Parental engagement post Covid-19

This isn’t an answer to everyone’s prayers or even backed with any evidence base, this is me composing my thoughts about the way forward post Covid-19. My new friend (whom I’m yet to meet in the flesh) Rae Snape suggested I put my thoughts into a blog following a great discussion on Ed Lead Collective chat on Twitter about uniting voices for change. So here I am!

Before March 20th 2020, the day English schools closed to the majority of pupils, I had felt we were losing our parental engagement to the busyness of day to day life. More and more parents were struggling to devote time to their children’s learning. More and more parents were becoming digitally distracted and seemed to have lost the wonder of just being with their children, listening to them and talking to them.

As a larger than average primary school, we struggle to have the space to invite parents into assemblies or presentations en masse. With a curriculum taking up every spare minute we hadn’t engaged parents the way we should have. The same, very small group of parents consistently engaged and I could feel this having a negative impact on relationships. I had already started to jot down ideas to move forward with and then closure happened.

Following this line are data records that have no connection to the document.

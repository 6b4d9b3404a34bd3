//! Prioritized fallback key extraction over raw provider JSON
//!
//! Provider schemas drift between versions: the same logical attribute
//! shows up under different keys depending on provider and API version.
//! Every logical attribute therefore has one ordered candidate-key list,
//! evaluated first-match-wins. The candidate orders are part of the
//! contract - reordering them changes output.

use serde_json::Value;

/// Team display name candidates, in priority order: provider team code,
/// acronym fields (REST then GraphQL spelling), short name, English name,
/// full display name.
pub const TEAM_NAME_KEYS: [&str; 6] = [
    "teamCode",
    "nameAcronym",
    "acronym",
    "shortName",
    "nameEng",
    "name",
];

/// Team logo URL candidates, in priority order: primary image, color
/// variant, light-theme variants (REST then GraphQL spelling), dark-theme
/// variants.
pub const TEAM_LOGO_KEYS: [&str; 6] = [
    "imageUrl",
    "colorImageUrl",
    "whiteImageUrl",
    "imageUrlLightMode",
    "blackImageUrl",
    "imageUrlDarkMode",
];

/// Returns the first candidate key whose value is a non-empty string.
///
/// Numbers are accepted and rendered as strings since some provider
/// versions send numeric codes where others send text. A non-object
/// `obj` uniformly yields `None`, never a type error.
pub fn first_string(obj: Option<&Value>, keys: &[&str]) -> Option<String> {
    let map = obj?.as_object()?;
    for key in keys {
        match map.get(*key) {
            Some(Value::String(s)) if !s.is_empty() => return Some(s.clone()),
            Some(Value::Number(n)) => return Some(n.to_string()),
            _ => continue,
        }
    }
    None
}

/// Returns the first candidate key whose value is a JSON number, as i64.
///
/// A present-but-null candidate is skipped in favor of later candidates;
/// a present 0 is returned as a real value. (Upstream used truthiness here,
/// which silently skipped 0 scores; first-present wins instead.)
pub fn first_number(obj: &Value, keys: &[&str]) -> Option<i64> {
    let map = obj.as_object()?;
    for key in keys {
        if let Some(value) = map.get(*key) {
            if let Some(n) = value.as_i64() {
                return Some(n);
            }
        }
    }
    None
}

/// Extracts a usable display name from a raw team object.
///
/// The team value may be absent, null, or not an object at all - each is
/// treated uniformly as "no data". Callers map `None` to the empty-string
/// sentinel.
pub fn team_name(team: Option<&Value>) -> Option<String> {
    first_string(team, &TEAM_NAME_KEYS)
}

/// Extracts a usable logo URL from a raw team object.
///
/// Same tolerance rules as [`team_name`].
pub fn team_logo(team: Option<&Value>) -> Option<String> {
    first_string(team, &TEAM_LOGO_KEYS)
}

#[cfg(test)]
mod tests {
    use super::*;
    use serde_json::json;

    #[test]
    fn test_team_name_priority_order() {
        let team = json!({
            "name": "Gen.G Esports",
            "nameAcronym": "GEN",
            "teamCode": "GENG"
        });
        // teamCode outranks both acronym and full name
        assert_eq!(team_name(Some(&team)), Some("GENG".to_string()));
    }

    #[test]
    fn test_team_name_third_priority_wins_when_earlier_absent() {
        // Only the third-priority key is populated; the first two are absent.
        let team = json!({ "acronym": "DRX" });
        assert_eq!(team_name(Some(&team)), Some("DRX".to_string()));
    }

    #[test]
    fn test_team_name_skips_empty_strings() {
        let team = json!({
            "teamCode": "",
            "nameAcronym": "",
            "shortName": "T1"
        });
        assert_eq!(team_name(Some(&team)), Some("T1".to_string()));
    }

    #[test]
    fn test_team_name_tolerates_absent_null_and_non_object() {
        assert_eq!(team_name(None), None);
        assert_eq!(team_name(Some(&Value::Null)), None);
        assert_eq!(team_name(Some(&json!("just a string"))), None);
        assert_eq!(team_name(Some(&json!(42))), None);
        assert_eq!(team_name(Some(&json!({}))), None);
    }

    #[test]
    fn test_team_logo_priority_order() {
        let team = json!({
            "blackImageUrl": "https://img.example.com/black.png",
            "colorImageUrl": "https://img.example.com/color.png"
        });
        assert_eq!(
            team_logo(Some(&team)),
            Some("https://img.example.com/color.png".to_string())
        );
    }

    #[test]
    fn test_team_logo_graphql_variants() {
        let team = json!({
            "imageUrlDarkMode": "https://img.example.com/dark.png",
            "imageUrlLightMode": "https://img.example.com/light.png"
        });
        assert_eq!(
            team_logo(Some(&team)),
            Some("https://img.example.com/light.png".to_string())
        );
    }

    #[test]
    fn test_first_string_renders_numeric_codes() {
        let obj = json!({ "teamCode": 77 });
        assert_eq!(
            first_string(Some(&obj), &TEAM_NAME_KEYS),
            Some("77".to_string())
        );
    }

    #[test]
    fn test_first_number_zero_is_a_real_value() {
        let m = json!({ "homeScore": 0, "team1Score": 2 });
        assert_eq!(first_number(&m, &["homeScore", "team1Score"]), Some(0));
    }

    #[test]
    fn test_first_number_skips_null_candidates() {
        let m = json!({ "homeScore": null, "team1Score": 2 });
        assert_eq!(first_number(&m, &["homeScore", "team1Score"]), Some(2));
    }

    #[test]
    fn test_first_number_absent_everywhere() {
        let m = json!({ "somethingElse": 1 });
        assert_eq!(first_number(&m, &["homeScore", "team1Score"]), None);
    }
}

In the space of a few days we had revamped our website, set up home learning pages for each year group and started to develop resources to share, that all pupils could access. With most teachers working from home this evolved quickly. As leaders we set our expectations with compassion in mind. We recognised that many parents would be working from home and many teachers had their own young children to manage. We set lots of activities that would encourage fun times, memory making and enjoying the outdoors. Of course, at this point, we were unsure how long it would continue.

What we witnessed was a greater engagement than we had seen before. Our FaceBook page was buzzing with the excitement of family times and new experiences. Families were cooking together, doing art projects together and enjoying the outdoors together. Teachers were making regular phone calls to each family and the bond was getting stronger and stronger. Teachers felt they knew their families so much better. They recognised their struggles and empathised with their difficulties. They have grown in confidence when dealing with emotive conversations and I have no doubt, they have grown as teachers.

As time went on parents asked for more structure so we listened. We brought in a timetable after Easter to support with routine and every child was given work books. Teachers were still at the end of the phone or email to support and guide. Parents were open with us about what they were finding hard and we were there to help. Feedback has been overwhelmingly positive and this positivity needs to continue.

We can’t go back to where we were. We need to move forward from this point. During the various conversations over the last few months it has become clear that with the slower pace of life, parents are keen to learn more about how to support their children but many have struggled. Imagine if we could educate parents in the learning process. If we could educate them on what the research says about the impact of reading bedtime stories. If we could give parents the right questions to ask their children and focus on learning rather than doing. If we could pass on our pedagogical understanding in a way that would make it easier for parents to support their child.

So, in conclusion, I will be starting a fresh when we return to normal. My promise is this: We will offer more workshops for parents that are at a time that is flexible for those working. We will continue to use our IT platforms to maintain good communication. We will educate parents on how to support their children, not just by adding a link to the website but by embedding it in our communication strategy. We will aim to get more parents into school to really understand what the children are learning. We will give the parents the tools and questions to really help their child progress and unpick where they may be going wrong. We will set homework that involves the pupils teaching their parents.

I am very excited to see what the future holds and the impact this could have.